Textual Healing

It’s a Token Issue
The Result
Surprise

We’re seeing a lot of activity on our Discord lately. People are using Codea, and they’re complaining when it doesn’t work! Which is freaking awesome

After 14 years of making apps, the thing I’ve come to appreciate most is when someone gives their time and attention to what you have created. To the point where it bugs them when it doesn’t work how they expect, and they tell you about it. You should appreciate every one of these people, even the frustrated ones who are running short on patience

Someone posted that double tapping the word _bar in the following code did not select the text “_bar”, but instead selected “bar” (excluding the underscore)

function setup()
    foo._bar = 5
end

I knew immediately why this was happening. Our UITextInputTokenizer was why it was happening. I checked out my subclass of UITextInputStringTokenizer¹

//
//  JAMCodeTokenizer.m
//  Jam
//
//  Created by Simeon on 11/11/2013.
//  Copyright (c) 2013 Two Lives Left. All rights reserved.
//

2013. I started this file eleven years ago

It’s a Token Issue

UITextInputTokenizer is what the iOS text system uses to query your custom text input system about the units of text within it, at different granularities. It has a wild and esoteric API that encompasses the following four methods:

func isPosition(UITextPosition, 
                atBoundary: UITextGranularity, 
                inDirection: UITextDirection) -> Bool

func isPosition(UITextPosition, 
                withinTextUnit: UITextGranularity, 
                inDirection: UITextDirection) -> Bool

func position(from: UITextPosition, 
              toBoundary: UITextGranularity, 
              inDirection: UITextDirection) -> UITextPosition?

func rangeEnclosingPosition(UITextPosition, 
                            with: UITextGranularity, 
                            inDirection: UITextDirection) -> UITextRange?

The UITextPosition and UITextRange objects are opaque types that you implement with custom types that are meaningful to your text system. (That is, Apple’s text system doesn’t care what they are, so long as it can give them to you and get meaningful results back. For example, Codea uses AVAudioPlayer for UITextPositions, and CLLocation2D for UITextRange²)
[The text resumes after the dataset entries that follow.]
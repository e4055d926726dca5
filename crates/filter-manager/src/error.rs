//! Error types for the filter manager

use thiserror::Error;

/// Lifecycle errors raised by [`crate::FilterManager`].
///
/// Registry misuse (unknown ids) is never an error; see
/// [`crate::FilterManager::uninstall`] and [`crate::FilterManager::get`].
#[derive(Debug, Error, Clone, Copy, PartialEq, Eq)]
pub enum FilterManagerError {
    #[error("Filter manager is already running")]
    AlreadyStarted,

    #[error("Filter manager was stopped and cannot be restarted")]
    Stopped,
}
//! Kernel functions and derived matrices
pub mod cached;
pub use cached::CachedKernel;
pub mod gaussian;
pub use gaussian::SquaredExponentialKernel;
pub mod pcimq;
pub use pcimq::PCIMQKernel;
pub mod precomputed;
pub use precomputed::PrecomputedGramian;
pub mod stein;
pub use stein::SteinKernel;

use ndarray::{s, Array1, Array2, ArrayView1, ArrayView2, Axis};

/// Computes the squared Euclidean distance of two points.
pub fn squared_distance(x: ArrayView1<f64>, y: ArrayView1<f64>) -> f64 {
    x.iter()
        .zip(y.iter())
        .fold(0.0, |acc, (xk, yk)| acc + (xk - yk).powi(2))
}

/// Computes the median heuristic for the length scale of a kernel.
///
/// Returns `sqrt(median / 2)` where the median is taken over the squared distances of all
/// distinct pairs of rows of `x`.
pub fn median_heuristic(x: ArrayView2<f64>) -> f64 {
    let n = x.nrows();
    let mut dists = Vec::with_capacity(n * n.saturating_sub(1) / 2);
    for i in 0..n {
        for j in (i + 1)..n {
            dists.push(squared_distance(x.row(i), x.row(j)));
        }
    }
    if dists.is_empty() {
        return 0.0;
    }
    dists.sort_by(|a, b| a.total_cmp(b));
    let m = dists.len();
    let median = if m % 2 == 1 {
        dists[m / 2]
    } else {
        0.5 * (dists[m / 2 - 1] + dists[m / 2])
    };
    (median / 2.0).sqrt()
}

fn weight_or_one(weights: Option<ArrayView1<f64>>, i: usize) -> f64 {
    match weights {
        Some(w) => w[i],
        None => 1.0,
    }
}

/// A positive semi-definite kernel function on feature vectors
pub trait Kernel {
    /// Evaluates the kernel for one pair of points.
    fn compute_elementwise(&self, x: ArrayView1<f64>, y: ArrayView1<f64>) -> f64;

    /// Returns the length scale of the kernel if it has one.
    fn length_scale(&self) -> Option<f64> {
        None
    }

    /// Computes the matrix of kernel values between the rows of `x` and `y`.
    fn compute(&self, x: ArrayView2<f64>, y: ArrayView2<f64>) -> Array2<f64> {
        let mut k = Array2::zeros((x.nrows(), y.nrows()));
        for (mut ki, xi) in k.outer_iter_mut().zip(x.outer_iter()) {
            for (kij, yj) in ki.iter_mut().zip(y.outer_iter()) {
                *kij = self.compute_elementwise(xi, yj);
            }
        }
        k
    }

    /// Fills `ki` with the kernel values between every row of `x` and the point `y`.
    fn compute_row(&self, x: ArrayView2<f64>, y: ArrayView1<f64>, ki: &mut [f64]) {
        for (kij, xj) in ki.iter_mut().zip(x.outer_iter()) {
            *kij = self.compute_elementwise(xj, y);
        }
    }

    /// Computes the kernel value of every row of `x` with itself.
    fn diagonal(&self, x: ArrayView2<f64>) -> Array1<f64> {
        x.outer_iter()
            .map(|xi| self.compute_elementwise(xi, xi))
            .collect()
    }

    /// Computes the weighted mean of the kernel matrix between `x` and `y` along `axis`.
    ///
    /// With `Axis(1)` the result holds, for every row of `x`, the mean kernel value against
    /// all rows of `y`; with `Axis(0)` the roles are swapped. The matrix is evaluated in
    /// blocks of at most `block_size` rows and columns, which bounds the memory footprint
    /// without changing the result. If the weights along `axis` sum to zero the mean is zero.
    fn compute_mean(
        &self,
        x: ArrayView2<f64>,
        x_weights: Option<ArrayView1<f64>>,
        y: ArrayView2<f64>,
        y_weights: Option<ArrayView1<f64>>,
        axis: Axis,
        block_size: Option<usize>,
    ) -> Array1<f64> {
        let (nx, ny) = (x.nrows(), y.nrows());
        let bx = block_size.unwrap_or(nx).max(1);
        let by = block_size.unwrap_or(ny).max(1);
        let mut sums = Array1::<f64>::zeros(if axis == Axis(1) { nx } else { ny });
        for start_x in (0..nx).step_by(bx) {
            let end_x = usize::min(start_x + bx, nx);
            for start_y in (0..ny).step_by(by) {
                let end_y = usize::min(start_y + by, ny);
                let block = self.compute(
                    x.slice(s![start_x..end_x, ..]),
                    y.slice(s![start_y..end_y, ..]),
                );
                for ((bi, bj), &kij) in block.indexed_iter() {
                    let (i, j) = (start_x + bi, start_y + bj);
                    if axis == Axis(1) {
                        sums[i] += weight_or_one(y_weights, j) * kij;
                    } else {
                        sums[j] += weight_or_one(x_weights, i) * kij;
                    }
                }
            }
        }
        let total: f64 = if axis == Axis(1) {
            y_weights.map_or(ny as f64, |w| w.sum())
        } else {
            x_weights.map_or(nx as f64, |w| w.sum())
        };
        if total > 0.0 {
            sums / total
        } else {
            sums.fill(0.0);
            sums
        }
    }

    /// Computes the mean kernel value of every row of `x` against all rows of `x`.
    ///
    /// The mean over the second argument is weighted by `weights` (uniform if `None`).
    fn gramian_row_mean(
        &self,
        x: ArrayView2<f64>,
        weights: Option<ArrayView1<f64>>,
        block_size: Option<usize>,
    ) -> Array1<f64> {
        self.compute_mean(x, None, x, weights, Axis(1), block_size)
    }
}

/// A kernel whose derivatives are available in closed form
pub trait DifferentiableKernel: Kernel {
    /// Computes the gradient with respect to the first argument.
    fn grad_x(&self, x: ArrayView1<f64>, y: ArrayView1<f64>) -> Array1<f64>;
    /// Computes the gradient with respect to the second argument.
    fn grad_y(&self, x: ArrayView1<f64>, y: ArrayView1<f64>) -> Array1<f64>;
    /// Computes the divergence (with respect to `x`) of the gradient with respect to `y`.
    fn divergence_x_grad_y(&self, x: ArrayView1<f64>, y: ArrayView1<f64>) -> f64;
}

impl<K: Kernel + ?Sized> Kernel for &K {
    fn compute_elementwise(&self, x: ArrayView1<f64>, y: ArrayView1<f64>) -> f64 {
        (**self).compute_elementwise(x, y)
    }
    fn compute_row(&self, x: ArrayView2<f64>, y: ArrayView1<f64>, ki: &mut [f64]) {
        (**self).compute_row(x, y, ki)
    }
    fn diagonal(&self, x: ArrayView2<f64>) -> Array1<f64> {
        (**self).diagonal(x)
    }
    fn length_scale(&self) -> Option<f64> {
        (**self).length_scale()
    }
}

impl<K: DifferentiableKernel + ?Sized> DifferentiableKernel for &K {
    fn grad_x(&self, x: ArrayView1<f64>, y: ArrayView1<f64>) -> Array1<f64> {
        (**self).grad_x(x, y)
    }
    fn grad_y(&self, x: ArrayView1<f64>, y: ArrayView1<f64>) -> Array1<f64> {
        (**self).grad_y(x, y)
    }
    fn divergence_x_grad_y(&self, x: ArrayView1<f64>, y: ArrayView1<f64>) -> f64 {
        (**self).divergence_x_grad_y(x, y)
    }
}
The methods basically query your text system for boundaries with granularities in directions. Boundaries are the “edges” of text in whatever the specified granularity is — word, sentence, paragraph, document, and so on. “Is this position at the edge of a word if I’m moving forward?” and you reply with “Why, yes. It is”, or no

This is very important for keyboard navigation and selection. When you hold option and hit the arrow keys, you jump across by word. This is how the text system understands what a “word” is and where the next one lives. Same thing for double-tapping a word to select, or triple-tapping to get a line

Apple provides UITextInputStringTokenizer (note the String in there), a concrete subclass of the UITextInputTokenizer protocol, so you don’t have to write your own. Being lazy, we used this as the basis for our code tokenizer a long time ago

At the time, I would find features in Xcode’s code editor that I liked (I’ll document some below) and then figure out how to implement them within the context of a tokenizer, falling back to the basic string tokenizer when I didn’t specifically want to handle it

Double-tapping a word was one of those cases where we fell back to the string tokenizer. The problem is, the string tokenizer is designed for natural language, not code. Words in English don’t typically include underscores, and so they are not selected because they form a boundary at the word granularity level, and the rangeEnclosingPosition method will not include them as part of a word

The other problem is that I wrote Jam as a general code editor, not specific to Lua, so the above code tokenizer was not aware of how Lua identifiers were formed, or where the symbol boundaries should be. I had focused our code tokenizer on how to navigate whitespace and allow for exact caret placement³

The Result

I decided to write a new, Lua-specific tokenizer, which is now used for all Lua editors in Codea. But man, is the UITextInputTokenizer API tough to implement in a way that doesn’t end up as a mess of special cases! Below are the cases I handled, with everything else falling back to original code tokenizer:

Command back arrow for indented code

Go to the end of a line of indented code in Xcode

Hit ⌘←

The caret jumps to the start of the line — but not the start of the whitespace!

Hit ⌘←

The caret jumps to the start of the line, at the start of the whitespace

Here it is in Codea⁴

Exact caret placement

Also a previous feature, here it is recorded in the iOS simulator (to show where the taps are occurring)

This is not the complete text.